Assembly of Kaposi's sarcoma-associated herpesvirus (KSHV) capsids in insect cells using recombinant baculoviruses: the small capsid protein is essential for assembly

Viral Oncology Program, Division of Hematologic Malignancies, The Sidney Kimmel Comprehensive Cancer Center at Johns Hopkins and Integrated Imaging Center, Department of Biology, Johns Hopkins University, Baltimore, MD

^* To whom correspondence should be addressed. Email: pdesai{at}jhmi.edu.

	Abstract

Kaposi's sarcoma-associated herpesvirus (KSHV) is the etiologic agent for KS tumors, multicentric Castleman's disease and primary effusion lymphomas. Like other herpesvirus capsids, the KSHV capsid is an icosahedral structure composed of six proteins. The capsid shell is made up of the major capsid protein, two triplex proteins, and the small capsid protein. The scaffold protein and the protease occupy the internal space.

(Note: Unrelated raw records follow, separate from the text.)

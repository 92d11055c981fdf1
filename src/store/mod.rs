//! Embedded persistence for funds, returns and categories.
//!
//! One fjall keyspace with a partition per record kind. Values are JSON so
//! the on-disk layout survives field additions. Writes buffer in memory;
//! callers checkpoint with [`FundStore::persist`] at sync boundaries.

use anyhow::{Context, Result};
use chrono::Utc;
use fjall::{Keyspace, PartitionCreateOptions, PartitionHandle, PersistMode};
use std::fs;
use std::path::Path;
use tracing::debug;

use crate::core::fund::{Category, Fund, FundReturns};

const FUNDS_PARTITION: &str = "funds";
const RETURNS_PARTITION: &str = "fund_returns";
const CATEGORIES_PARTITION: &str = "categories";

// Separates category name from sub-category in the key without colliding
// with either.
const CATEGORY_KEY_SEP: char = '\u{1f}';

pub struct FundStore {
    keyspace: Keyspace,
    funds: PartitionHandle,
    returns: PartitionHandle,
    categories: PartitionHandle,
}

impl FundStore {
    pub fn open<P: AsRef<Path>>(path: P) -> Result<Self> {
        let path = path.as_ref();
        fs::create_dir_all(path)
            .with_context(|| format!("Failed to create data directory: {}", path.display()))?;

        let keyspace = fjall::Config::new(path)
            .open()
            .with_context(|| format!("Failed to open store at {}", path.display()))?;
        let funds = keyspace.open_partition(FUNDS_PARTITION, PartitionCreateOptions::default())?;
        let returns =
            keyspace.open_partition(RETURNS_PARTITION, PartitionCreateOptions::default())?;
        let categories =
            keyspace.open_partition(CATEGORIES_PARTITION, PartitionCreateOptions::default())?;

        debug!(path = %path.display(), "Opened fund store");
        Ok(FundStore {
            keyspace,
            funds,
            returns,
            categories,
        })
    }

    /// Inserts or updates a fund keyed by scheme code. An existing record
    /// keeps its `created_at`; `updated_at` is always refreshed.
    pub fn upsert_fund(&self, mut fund: Fund) -> Result<()> {
        if let Some(existing) = self.fund(&fund.scheme_code)? {
            fund.created_at = existing.created_at;
        }
        fund.updated_at = Utc::now();

        let value = serde_json::to_vec(&fund)?;
        self.funds.insert(fund.scheme_code.as_bytes(), value)?;
        Ok(())
    }

    pub fn fund(&self, scheme_code: &str) -> Result<Option<Fund>> {
        match self.funds.get(scheme_code.as_bytes())? {
            Some(bytes) => Ok(Some(serde_json::from_slice(&bytes)?)),
            None => Ok(None),
        }
    }

    pub fn all_funds(&self) -> Result<Vec<Fund>> {
        let mut funds = Vec::new();
        for item in self.funds.iter() {
            let (_, value) = item?;
            funds.push(serde_json::from_slice(&value)?);
        }
        Ok(funds)
    }

    pub fn upsert_returns(&self, returns: FundReturns) -> Result<()> {
        let value = serde_json::to_vec(&returns)?;
        self.returns.insert(returns.scheme_code.as_bytes(), value)?;
        Ok(())
    }

    pub fn returns(&self, scheme_code: &str) -> Result<Option<FundReturns>> {
        match self.returns.get(scheme_code.as_bytes())? {
            Some(bytes) => Ok(Some(serde_json::from_slice(&bytes)?)),
            None => Ok(None),
        }
    }

    /// Records a (category, sub-category) pair if it is new. Returns whether
    /// an insert happened.
    pub fn add_category(&self, category: &Category) -> Result<bool> {
        let key = format!(
            "{}{}{}",
            category.name,
            CATEGORY_KEY_SEP,
            category.sub_category.as_deref().unwrap_or("")
        );
        if self.categories.contains_key(key.as_bytes())? {
            return Ok(false);
        }
        let value = serde_json::to_vec(category)?;
        self.categories.insert(key.as_bytes(), value)?;
        Ok(true)
    }

    pub fn categories(&self) -> Result<Vec<Category>> {
        let mut categories = Vec::new();
        for item in self.categories.iter() {
            let (_, value) = item?;
            categories.push(serde_json::from_slice(&value)?);
        }
        Ok(categories)
    }

    /// Flushes buffered writes to disk.
    pub fn persist(&self) -> Result<()> {
        self.keyspace
            .persist(PersistMode::SyncAll)
            .context("Failed to persist fund store")?;
        Ok(())
    }
}
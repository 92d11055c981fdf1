//! Upstream market-data providers.

use async_trait::async_trait;
use chrono::NaiveDate;
use std::collections::BTreeMap;

use crate::core::{AppError, PeriodWindow};

pub mod pulsedb;
pub mod util;

pub use pulsedb::{FundMetadata, FundSummary, PulseDbClient};

/// Upstream source of fund listings, metadata and NAV history.
///
/// The production implementation is [`PulseDbClient`]; sync and history
/// consumers depend on this trait so tests can substitute canned data.
#[async_trait]
pub trait FundDataSource: Send + Sync {
    /// Full-text search over scheme names.
    async fn search_funds(&self, query: &str) -> Result<Vec<FundSummary>, AppError>;

    /// All asset category names known to the provider.
    async fn asset_categories(&self) -> Result<Vec<String>, AppError>;

    /// Detailed metadata for one scheme, `None` when the provider has no
    /// record for the code.
    async fn fund_metadata(&self, scheme_code: &str) -> Result<Option<FundMetadata>, AppError>;

    /// NAV samples for one scheme over `window`, keyed and ordered by date.
    async fn nav_history(
        &self,
        scheme_code: &str,
        window: &PeriodWindow,
    ) -> Result<BTreeMap<NaiveDate, f64>, AppError>;
}
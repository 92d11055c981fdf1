//! Short-TTL memoization for derived responses.

use std::collections::HashMap;
use std::hash::Hash;
use std::sync::Arc;
use std::time::{Duration, Instant};
use tokio::sync::Mutex;
use tokio::task::JoinHandle;
use tracing::debug;

/// Default lifetime for cached responses.
pub const DEFAULT_TTL: Duration = Duration::from_secs(5 * 60);

/// How often the background sweeper purges expired entries.
pub const SWEEP_INTERVAL: Duration = Duration::from_secs(60);

struct CacheEntry<V> {
    value: V,
    expires_at: Instant,
}

/// In-memory TTL cache. Expired entries are removed lazily on access and
/// proactively by [`ResponseCache::spawn_sweeper`], so keys that are set but
/// never re-read do not accumulate.
pub struct ResponseCache<K, V>
where
    K: Eq + Hash + Send + Sync + 'static,
    V: Clone + Send + Sync + 'static,
{
    inner: Arc<Mutex<HashMap<K, CacheEntry<V>>>>,
    default_ttl: Duration,
}

impl<K, V> Clone for ResponseCache<K, V>
where
    K: Eq + Hash + Send + Sync,
    V: Clone + Send + Sync,
{
    fn clone(&self) -> Self {
        Self {
            inner: Arc::clone(&self.inner),
            default_ttl: self.default_ttl,
        }
    }
}

impl<K, V> ResponseCache<K, V>
where
    K: Eq + Hash + Send + Sync,
    V: Clone + Send + Sync,
{
    pub fn new() -> Self {
        Self::with_ttl(DEFAULT_TTL)
    }

    pub fn with_ttl(default_ttl: Duration) -> Self {
        Self {
            inner: Arc::new(Mutex::new(HashMap::new())),
            default_ttl,
        }
    }

    pub async fn get(&self, key: &K) -> Option<V> {
        let mut cache = self.inner.lock().await;
        match cache.get(key) {
            Some(entry) if entry.expires_at > Instant::now() => {
                debug!("Cache HIT");
                Some(entry.value.clone())
            }
            Some(_) => {
                debug!("Cache entry expired");
                cache.remove(key);
                None
            }
            None => {
                debug!("Cache MISS");
                None
            }
        }
    }

    pub async fn put(&self, key: K, value: V) {
        self.put_with_ttl(key, value, self.default_ttl).await;
    }

    pub async fn put_with_ttl(&self, key: K, value: V, ttl: Duration) {
        let mut cache = self.inner.lock().await;
        debug!("Cache PUT");
        cache.insert(
            key,
            CacheEntry {
                value,
                expires_at: Instant::now() + ttl,
            },
        );
    }

    pub async fn remove(&self, key: &K) {
        let mut cache = self.inner.lock().await;
        cache.remove(key);
    }

    /// Drops every expired entry, independent of access patterns.
    pub async fn purge_expired(&self) {
        let mut cache = self.inner.lock().await;
        let now = Instant::now();
        let before = cache.len();
        cache.retain(|_, entry| entry.expires_at > now);
        let purged = before - cache.len();
        if purged > 0 {
            debug!(purged, "Cache sweep removed expired entries");
        }
    }

    pub async fn len(&self) -> usize {
        self.inner.lock().await.len()
    }

    pub async fn is_empty(&self) -> bool {
        self.inner.lock().await.is_empty()
    }

    /// Runs [`Self::purge_expired`] on a fixed interval until dropped.
    pub fn spawn_sweeper(&self, interval: Duration) -> JoinHandle<()> {
        let cache = self.clone();
        tokio::spawn(async move {
            let mut ticker = tokio::time::interval(interval);
            ticker.tick().await; // first tick completes immediately
            loop {
                ticker.tick().await;
                cache.purge_expired().await;
            }
        })
    }
}

impl<K, V> Default for ResponseCache<K, V>
where
    K: Eq + Hash + Send + Sync,
    V: Clone + Send + Sync,
{
    fn default() -> Self {
        Self::new()
    }
}

#[cfg(test)]
mod tests {
    use super::*;
    use tokio::time::sleep;

    #[tokio::test]
    async fn test_cache_get_put() {
        let cache = ResponseCache::<String, i32>::new();

        assert!(cache.get(&"key1".to_string()).await.is_none());

        cache.put("key1".to_string(), 123).await;
        assert_eq!(cache.get(&"key1".to_string()).await, Some(123));

        assert!(cache.get(&"key2".to_string()).await.is_none());
    }

    #[tokio::test]
    async fn test_cache_ttl_expiration_removes_entry() {
        let cache = ResponseCache::<String, i32>::new();

        cache
            .put_with_ttl("key1".to_string(), 123, Duration::from_millis(10))
            .await;
        assert_eq!(cache.get(&"key1".to_string()).await, Some(123));
        assert_eq!(cache.len().await, 1);

        sleep(Duration::from_millis(20)).await;

        // The expired entry is dropped by the failed lookup itself.
        assert!(cache.get(&"key1".to_string()).await.is_none());
        assert_eq!(cache.len().await, 0);
    }

    #[tokio::test]
    async fn test_purge_expired_sweeps_unread_keys() {
        let cache = ResponseCache::<String, i32>::new();

        cache
            .put_with_ttl("stale".to_string(), 1, Duration::from_millis(10))
            .await;
        cache.put("fresh".to_string(), 2).await;
        sleep(Duration::from_millis(20)).await;

        cache.purge_expired().await;

        assert_eq!(cache.len().await, 1);
        assert_eq!(cache.get(&"fresh".to_string()).await, Some(2));
    }

    #[tokio::test]
    async fn test_cache_remove() {
        let cache = ResponseCache::<String, i32>::new();

        cache.put("key1".to_string(), 123).await;
        cache.remove(&"key1".to_string()).await;
        assert!(cache.get(&"key1".to_string()).await.is_none());
    }

    #[tokio::test]
    async fn test_sweeper_runs_in_background() {
        let cache = ResponseCache::<String, i32>::new();
        cache
            .put_with_ttl("stale".to_string(), 1, Duration::from_millis(5))
            .await;

        let handle = cache.spawn_sweeper(Duration::from_millis(20));
        sleep(Duration::from_millis(60)).await;

        assert!(cache.is_empty().await);
        handle.abort();
    }
}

The assembly of KSHV capsids is thought to occur in a manner similar to that determined for herpes simplex virus type 1 (HSV-1). Our goal was to assemble KSHV capsids in insect cells using the baculovirus expression vector (BEV) system. Six KSHV capsid open reading frames were cloned and the proteins expressed in Sf9 cells; pORF25 (major capsid protein), pORF62 (triplex 1), pORF26 (triplex 2), pORF17 (protease) and pORF17.5 (scaffold protein) and also pORF65 (small capsid protein). When insect cells were co-infected with these viruses angular capsids that contained internal core structures were readily observed by conventional electron microscopy of the infected cells. Capsids were also readily isolated from infected cells using rate velocity sedimentation. Using immuno-EM methods these capsids were reactive to antisera to pORF65 as well as to KSHV-positive human sera indicating the correct conformation of pORF65 in these capsids. When either virus expressing the triplex proteins was omitted from the co-infection, capsids did not assemble; similar to observations made in HSV-1 infected cells. If the virus expressing the scaffold protein was excluded large open shells that did not attain icosahedral structure were seen in the nuclei of infected cells. The presence of pORF65 was required for capsid assembly, in that capsids did not form if this protein was absent as judged by both by ultrastructural analysis of infected cells and rate velocity sedimentation experiments. Thus, a novel outcome of this study is the finding that the small capsid protein of KSHV; like the major capsid and triplex proteins, is essential for capsid shell assembly.